Я отвечал всем обычной фразой: «Сегодня катастрофы не будет», — и это была чистая правда: сегодня — нет!

На спортивной площадке сорокового этажа мальчишки запускали модели самолетов. Я сел на скамью рядом со старой американкой. Она, как и я, наблюдала запуск стандартных игрушек. В руках у мальчишек — пульт управления. Нажата кнопка — взревели маленькие моторы. Вторая — разбег машин по площадке, подъем вверх. И вот начинается веселая чехарда в воздухе больших серебристых стрекоз.

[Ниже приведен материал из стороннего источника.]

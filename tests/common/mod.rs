//! Shared test harness
//!
//! Plays the host's side of the handshake: offers predicates, collects the
//! argument values the table function asked for, drives the cursor, then
//! re-checks predicates that were not omitted and sorts when the order was
//! not consumed.

#![allow(dead_code)]

use std::cmp::Ordering;
use std::sync::atomic::{AtomicUsize, Ordering as AtomicOrdering};
use std::sync::Arc;

use vtab::value::compare;
use vtab::{
    Column, ColumnFilter, ColumnType, ColumnValue, Constraint, ConstraintInfo, ConstraintOp,
    Context, IndexInfoInput, IndexInfoOutput, OrderBy, Row, RowIterator, SortSupport, SourceError,
    SourceResult, Table, TableFuncConfig, TableFuncModule, Value,
};

// =============================================================================
// Host Emulation
// =============================================================================

/// One predicate from a WHERE clause
#[derive(Debug, Clone)]
pub struct Predicate {
    pub column: usize,
    pub op: ConstraintOp,
    pub value: Value,
}

/// The parts of a query the table function gets to see
#[derive(Debug, Clone, Default)]
pub struct Query {
    pub predicates: Vec<Predicate>,
    pub order_by: Vec<OrderBy>,
}

impl Query {
    pub fn new() -> Self {
        Self::default()
    }

    pub fn filter(mut self, column: usize, op: ConstraintOp, value: impl Into<Value>) -> Self {
        self.predicates.push(Predicate {
            column,
            op,
            value: value.into(),
        });
        self
    }

    pub fn order(mut self, order: OrderBy) -> Self {
        self.order_by.push(order);
        self
    }

    pub fn index_info(&self) -> IndexInfoInput {
        let mut input = IndexInfoInput::new();
        for p in &self.predicates {
            input = input.with_constraint(ConstraintInfo::new(p.column, p.op));
        }
        for o in &self.order_by {
            input = input.with_order_by(*o);
        }
        input
    }
}

/// What the host ended up returning
pub struct QueryResult {
    pub rows: Vec<Vec<ColumnValue>>,
    pub rowids: Vec<i64>,
    pub output: IndexInfoOutput,
}

impl QueryResult {
    /// Column `col` of every row
    pub fn column(&self, col: usize) -> Vec<ColumnValue> {
        self.rows.iter().map(|r| r[col].clone()).collect()
    }

    pub fn ints(&self, col: usize) -> Vec<i64> {
        self.column(col)
            .into_iter()
            .map(|v| match v {
                ColumnValue::Int64(i) => i,
                ColumnValue::Int(i) => i as i64,
                other => panic!("not an integer: {:?}", other),
            })
            .collect()
    }

    pub fn texts(&self, col: usize) -> Vec<String> {
        self.column(col)
            .into_iter()
            .map(|v| match v {
                ColumnValue::Text(s) => s,
                other => panic!("not text: {:?}", other),
            })
            .collect()
    }
}

/// Run `query` against `table` the way the host would
pub fn run(table: &Table, query: &Query) -> QueryResult {
    let output = table.best_index(&query.index_info()).unwrap();

    let accepted = output.constraint_usage.iter().filter(|u| u.is_used()).count();
    let mut argv = vec![Value::Null; accepted];
    for (predicate, usage) in query.predicates.iter().zip(&output.constraint_usage) {
        if usage.is_used() {
            argv[usage.argv_index - 1] = predicate.value.clone();
        }
    }

    let width = table.columns().len();
    let mut cursor = table.open();
    cursor.filter(&output.index_string, &argv).unwrap();

    let mut rows = Vec::new();
    let mut rowids = Vec::new();
    while !cursor.eof() {
        let row: Vec<ColumnValue> = (0..width).map(|i| cursor.column_value(i).unwrap()).collect();
        let rowid = cursor.rowid().unwrap();

        let keep = query
            .predicates
            .iter()
            .zip(&output.constraint_usage)
            .filter(|(_, usage)| !usage.omit)
            .all(|(p, _)| holds(&row[p.column], p.op, &p.value));
        if keep {
            rows.push(row);
            rowids.push(rowid);
        }
        cursor.advance().unwrap();
    }
    cursor.close();

    if !output.order_by_consumed {
        rows.sort_by(|a, b| host_order(a, b, &query.order_by));
    }

    QueryResult {
        rows,
        rowids,
        output,
    }
}

fn holds(actual: &ColumnValue, op: ConstraintOp, bound: &Value) -> bool {
    let Some(ordering) = compare(actual, bound).ordering() else {
        return false;
    };
    match op {
        ConstraintOp::Eq => ordering == Ordering::Equal,
        ConstraintOp::Gt => ordering == Ordering::Greater,
        ConstraintOp::Ge => ordering != Ordering::Less,
        ConstraintOp::Lt => ordering == Ordering::Less,
        ConstraintOp::Le => ordering != Ordering::Greater,
        _ => true,
    }
}

fn host_order(a: &[ColumnValue], b: &[ColumnValue], order_by: &[OrderBy]) -> Ordering {
    for o in order_by {
        let ordering = b[o.column]
            .to_value()
            .and_then(|bv| compare(&a[o.column], &bv).ordering())
            .unwrap_or(Ordering::Equal);
        let ordering = if o.desc { ordering.reverse() } else { ordering };
        if ordering != Ordering::Equal {
            return ordering;
        }
    }
    Ordering::Equal
}

pub fn connect(module: TableFuncModule) -> Table {
    module.connect(|_| Ok::<(), String>(())).unwrap()
}

// =============================================================================
// Series Source
// =============================================================================

pub const SERIES_VALUE: usize = 0;
pub const SERIES_START: usize = 1;
pub const SERIES_STOP: usize = 2;
pub const SERIES_STEP: usize = 3;

pub fn series_columns() -> Vec<Column> {
    vec![
        Column::new("value", ColumnType::Integer)
            .with_ops([
                ConstraintOp::Gt,
                ConstraintOp::Ge,
                ConstraintOp::Lt,
                ConstraintOp::Le,
            ])
            .with_order_by(SortSupport::Both),
        Column::new("start", ColumnType::Integer)
            .hidden()
            .with_filter(ColumnFilter::omitted(ConstraintOp::Eq)),
        Column::new("stop", ColumnType::Integer)
            .hidden()
            .with_filter(ColumnFilter::omitted(ConstraintOp::Eq)),
        Column::new("step", ColumnType::Integer)
            .hidden()
            .with_filter(ColumnFilter::omitted(ConstraintOp::Eq)),
    ]
}

struct SeriesRow {
    value: i64,
    start: i64,
    stop: i64,
    step: i64,
}

impl Row for SeriesRow {
    fn column(&self, ctx: &mut Context, col: usize) -> SourceResult<()> {
        match col {
            SERIES_VALUE => ctx.result_int64(self.value),
            SERIES_START => ctx.result_int64(self.start),
            SERIES_STOP => ctx.result_int64(self.stop),
            SERIES_STEP => ctx.result_int64(self.step),
            _ => return Err(SourceError::UnknownColumn(col)),
        }
        Ok(())
    }
}

/// Walks start..=stop by step; the first value produced is one step in
struct SeriesIterator {
    current: i64,
    start: i64,
    stop: i64,
    step: i64,
    desc: bool,
    calls: Arc<AtomicUsize>,
}

impl RowIterator for SeriesIterator {
    fn next(&mut self) -> SourceResult<Option<Box<dyn Row>>> {
        self.calls.fetch_add(1, AtomicOrdering::SeqCst);
        if self.desc {
            self.current -= self.step;
            if self.current < self.start {
                return Ok(None);
            }
        } else {
            self.current += self.step;
            if self.current > self.stop {
                return Ok(None);
            }
        }
        Ok(Some(Box::new(SeriesRow {
            value: self.current,
            start: self.start,
            stop: self.stop,
            step: self.step,
        })))
    }
}

/// Series table function plus a count of `next` calls across all cursors
pub fn series_module(config: TableFuncConfig) -> (TableFuncModule, Arc<AtomicUsize>) {
    let calls = Arc::new(AtomicUsize::new(0));
    let counter = Arc::clone(&calls);
    let factory = move |constraints: &[Constraint],
                        orders: &[OrderBy]|
          -> SourceResult<Box<dyn RowIterator>> {
        let (mut start, mut stop, mut step) = (0, 100, 1);
        for c in constraints.iter().filter(|c| c.op == ConstraintOp::Eq) {
            match c.column {
                SERIES_START => start = c.value.as_int64(),
                SERIES_STOP => stop = c.value.as_int64(),
                SERIES_STEP => step = c.value.as_int64(),
                _ => {}
            }
        }
        if step <= 0 {
            return Err(SourceError::msg("step must be positive"));
        }
        let desc = orders.iter().any(|o| o.column == SERIES_VALUE && o.desc);
        Ok(Box::new(SeriesIterator {
            current: if desc { stop } else { start },
            start,
            stop,
            step,
            desc,
            calls: Arc::clone(&counter),
        }))
    };
    let module = TableFuncModule::new("series", series_columns(), factory, config).unwrap();
    (module, calls)
}

// =============================================================================
// Alphabet Source
// =============================================================================

const LETTERS: &str = "abcdefghijklmnopqrstuvwxyz";

pub fn alphabet_columns() -> Vec<Column> {
    vec![Column::new("letter", ColumnType::Text)
        .with_ops([
            ConstraintOp::Gt,
            ConstraintOp::Ge,
            ConstraintOp::Lt,
            ConstraintOp::Le,
        ])
        .with_order_by(SortSupport::Both)]
}

struct LetterRow(char);

impl Row for LetterRow {
    fn column(&self, ctx: &mut Context, col: usize) -> SourceResult<()> {
        match col {
            0 => ctx.result_text(self.0.to_string()),
            _ => return Err(SourceError::UnknownColumn(col)),
        }
        Ok(())
    }
}

struct AlphabetIterator {
    current: i32,
    desc: bool,
    calls: Arc<AtomicUsize>,
}

impl RowIterator for AlphabetIterator {
    fn next(&mut self) -> SourceResult<Option<Box<dyn Row>>> {
        self.calls.fetch_add(1, AtomicOrdering::SeqCst);
        self.current += if self.desc { -1 } else { 1 };
        let letter = usize::try_from(self.current)
            .ok()
            .and_then(|i| LETTERS.chars().nth(i));
        Ok(letter.map(|c| Box::new(LetterRow(c)) as Box<dyn Row>))
    }
}

/// Alphabet table function plus a count of `next` calls across all cursors
pub fn alphabet_module(config: TableFuncConfig) -> (TableFuncModule, Arc<AtomicUsize>) {
    let calls = Arc::new(AtomicUsize::new(0));
    let counter = Arc::clone(&calls);
    let factory = move |_: &[Constraint], orders: &[OrderBy]| -> SourceResult<Box<dyn RowIterator>> {
        let desc = orders.iter().any(|o| o.column == 0 && o.desc);
        Ok(Box::new(AlphabetIterator {
            current: if desc { 26 } else { -1 },
            desc,
            calls: Arc::clone(&counter),
        }))
    };
    let module = TableFuncModule::new("alphabet", alphabet_columns(), factory, config).unwrap();
    (module, calls)
}

pub fn calls(counter: &AtomicUsize) -> usize {
    counter.load(AtomicOrdering::SeqCst)
}
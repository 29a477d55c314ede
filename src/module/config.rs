//! Table function configuration
//!
//! Fixed at registration; every cursor of the module sees the same values.
//!
//! Rules:
//! - Costs must be finite
//! - `cost_per_constraint` must not be negative, so accepting a predicate
//!   never raises the estimate

use serde::{Deserialize, Serialize};

use crate::observability::Severity;
use crate::planner::{DEFAULT_BASE_COST, DEFAULT_COST_PER_CONSTRAINT};
use crate::schema::{SchemaError, SchemaResult};

/// Per-module settings
#[derive(Debug, Clone, PartialEq, Serialize, Deserialize)]
#[serde(default)]
pub struct TableFuncConfig {
    /// Stop iterating once a row crosses a range bound in the accepted
    /// sort direction.
    pub early_order_by_constraint_exit: bool,
    /// Cost reported when no constraint is accepted
    pub base_cost: f64,
    /// Cost removed per accepted constraint
    pub cost_per_constraint: f64,
    /// Usable only as a function call, never via CREATE VIRTUAL TABLE.
    /// Read by the embedding host when it creates the module.
    pub eponymous_only: bool,
    /// Host-side flag: the module exposes no update hooks
    pub read_only: bool,
    /// Events below this severity are not written
    pub log_level: Severity,
}

impl Default for TableFuncConfig {
    fn default() -> Self {
        Self {
            early_order_by_constraint_exit: false,
            base_cost: DEFAULT_BASE_COST,
            cost_per_constraint: DEFAULT_COST_PER_CONSTRAINT,
            eponymous_only: true,
            read_only: true,
            log_level: Severity::Warn,
        }
    }
}

impl TableFuncConfig {
    /// Default settings with the boundary check turned on
    pub fn early_exit() -> Self {
        Self {
            early_order_by_constraint_exit: true,
            ..Self::default()
        }
    }

    /// Parse from JSON; missing fields take their defaults
    pub fn from_json(json: &str) -> Result<Self, serde_json::Error> {
        serde_json::from_str(json)
    }

    pub fn with_early_exit(mut self, enabled: bool) -> Self {
        self.early_order_by_constraint_exit = enabled;
        self
    }

    pub fn with_costs(mut self, base_cost: f64, cost_per_constraint: f64) -> Self {
        self.base_cost = base_cost;
        self.cost_per_constraint = cost_per_constraint;
        self
    }

    pub fn with_log_level(mut self, level: Severity) -> Self {
        self.log_level = level;
        self
    }

    pub fn is_early_exit_enabled(&self) -> bool {
        self.early_order_by_constraint_exit
    }

    /// Checks the cost model before a module is built
    pub fn validate(&self) -> SchemaResult<()> {
        if !self.base_cost.is_finite() {
            return Err(SchemaError::invalid(format!(
                "base_cost must be finite, got {}",
                self.base_cost
            )));
        }
        if !self.cost_per_constraint.is_finite() || self.cost_per_constraint < 0.0 {
            return Err(SchemaError::invalid(format!(
                "cost_per_constraint must be finite and non-negative, got {}",
                self.cost_per_constraint
            )));
        }
        Ok(())
    }
}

— Мистер Бари, вы не считаете, что в мире стало слишком много игрушек? — спросила меня не очень любезно соседка.

— Что вы имеете в виду, мэм?

— Да хотя бы эти самолеты…

— У вас, наверное, здесь внук?

— Правнук… Я имею в виду, что он слишком бездумно управляет самолетом, не зная его назначения.

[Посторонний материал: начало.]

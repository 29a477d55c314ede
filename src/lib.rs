//! vtab - Table-valued functions for an embeddable SQL engine
//!
//! Lets an application expose a parameter-driven, streaming data source as a
//! table without speaking the engine's negotiation protocol directly.
//!
//! Layers, leaves first:
//! - `value`: host values, projected column values, comparison
//! - `schema`: column descriptors and the declared table
//! - `planner`: constraint and order negotiation, plan tokens
//! - `source`: the row/iterator/factory contract a table function implements
//! - `executor`: cursors, projection, early exit
//! - `module`: registration, connection, configuration
//! - `observability`: structured logs and counters

pub mod executor;
pub mod module;
pub mod observability;
pub mod planner;
pub mod schema;
pub mod source;
pub mod value;

pub use executor::{Context, Cursor, CursorError, CursorErrorCode, CursorResult};
pub use module::{ModuleRegistry, Table, TableFuncConfig, TableFuncModule};
pub use planner::{
    Constraint, ConstraintInfo, ConstraintOp, ConstraintUsage, IndexInfoInput, IndexInfoOutput,
    OrderBy, PlannerError, PlannerErrorCode,
};
pub use schema::{Column, ColumnFilter, ColumnType, SchemaError, SortSupport};
pub use source::{IteratorFactory, Row, RowIterator, SourceError, SourceResult};
pub use value::{ColumnValue, Value};
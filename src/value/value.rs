//! Host-bound literal values
//!
//! A `Value` is what the host hands the cursor for each accepted constraint
//! (the right-hand side of `col > 50`, or a table function argument). The
//! accessors coerce the way the host engine does, so a data source can read
//! an argument as the type it expects regardless of how it was written.

use std::borrow::Cow;
use std::fmt;

/// A literal supplied by the host engine
#[derive(Debug, Clone, PartialEq)]
pub enum Value {
    Null,
    Integer(i64),
    Float(f64),
    Text(String),
    Blob(Vec<u8>),
}

impl Value {
    /// Returns true for SQL NULL
    pub fn is_null(&self) -> bool {
        matches!(self, Value::Null)
    }

    /// 32-bit integer view (low 32 bits of [`Value::as_int64`])
    pub fn as_int(&self) -> i32 {
        self.as_int64() as i32
    }

    /// 64-bit integer view. Floats truncate toward zero, text is parsed
    /// as a number when possible, everything else is 0.
    pub fn as_int64(&self) -> i64 {
        match self {
            Value::Null => 0,
            Value::Integer(i) => *i,
            Value::Float(f) => *f as i64,
            Value::Text(s) => parse_int(s),
            Value::Blob(b) => parse_int(&String::from_utf8_lossy(b)),
        }
    }

    /// Floating point view
    pub fn as_float(&self) -> f64 {
        match self {
            Value::Null => 0.0,
            Value::Integer(i) => *i as f64,
            Value::Float(f) => *f,
            Value::Text(s) => s.trim().parse().unwrap_or(0.0),
            Value::Blob(b) => String::from_utf8_lossy(b).trim().parse().unwrap_or(0.0),
        }
    }

    /// Text view. NULL reads as the empty string.
    pub fn as_text(&self) -> Cow<'_, str> {
        match self {
            Value::Null => Cow::Borrowed(""),
            Value::Integer(i) => Cow::Owned(i.to_string()),
            Value::Float(f) => Cow::Owned(format!("{:?}", f)),
            Value::Text(s) => Cow::Borrowed(s.as_str()),
            Value::Blob(b) => String::from_utf8_lossy(b),
        }
    }

    /// Byte view. NULL reads as an empty slice.
    pub fn as_blob(&self) -> Cow<'_, [u8]> {
        match self {
            Value::Null => Cow::Borrowed(&[]),
            Value::Blob(b) => Cow::Borrowed(b.as_slice()),
            Value::Text(s) => Cow::Borrowed(s.as_bytes()),
            other => match other.as_text() {
                Cow::Owned(s) => Cow::Owned(s.into_bytes()),
                Cow::Borrowed(s) => Cow::Owned(s.as_bytes().to_vec()),
            },
        }
    }
}

fn parse_int(s: &str) -> i64 {
    let s = s.trim();
    s.parse::<i64>()
        .or_else(|_| s.parse::<f64>().map(|f| f as i64))
        .unwrap_or(0)
}

impl fmt::Display for Value {
    fn fmt(&self, f: &mut fmt::Formatter<'_>) -> fmt::Result {
        match self {
            Value::Null => write!(f, "NULL"),
            Value::Integer(i) => write!(f, "{}", i),
            Value::Float(v) => write!(f, "{:?}", v),
            Value::Text(s) => write!(f, "'{}'", s.replace('\'', "''")),
            Value::Blob(b) => {
                write!(f, "X'")?;
                for byte in b {
                    write!(f, "{:02X}", byte)?;
                }
                write!(f, "'")
            }
        }
    }
}

impl From<i64> for Value {
    fn from(v: i64) -> Self {
        Value::Integer(v)
    }
}

impl From<i32> for Value {
    fn from(v: i32) -> Self {
        Value::Integer(v as i64)
    }
}

impl From<f64> for Value {
    fn from(v: f64) -> Self {
        Value::Float(v)
    }
}

impl From<&str> for Value {
    fn from(v: &str) -> Self {
        Value::Text(v.to_string())
    }
}

impl From<String> for Value {
    fn from(v: String) -> Self {
        Value::Text(v)
    }
}

impl From<Vec<u8>> for Value {
    fn from(v: Vec<u8>) -> Self {
        Value::Blob(v)
    }
}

Стрекозы выделывали над нашими головами фигуры высшего пилотажа.

— Но они берут пример со взрослых, которые то и дело включают и выключают автоматы.

— Поймите меня правильно, мистер Бари, — дама повернулась ко мне, белозубо улыбнулась, — я не против разумной игры… Но нельзя ли объяснить тем людям, — она подчеркнула два последних слова, — что они играют со страшной игрушкой.

Неожиданно она встала, решительно пересекла ковровую дорожку, села на скамью напротив.

Я и не заметил, как на нашу скамейку взгромоздился негр. Сел, как садятся нарочито негры в присутствии белых: на спинку скамьи, спиной к нам. Штаны и ботинки — белые, носки — красные, рубашка — черная с закатанными рукавами.

Моя собеседница напоминала взъерошенную ворону.

Я спросил:

— Сэр, вы не могли бы сидеть, как все другие? — И прибавил: — Вы прервали разговор.

Негр мгновенно очутился в нормальной позе.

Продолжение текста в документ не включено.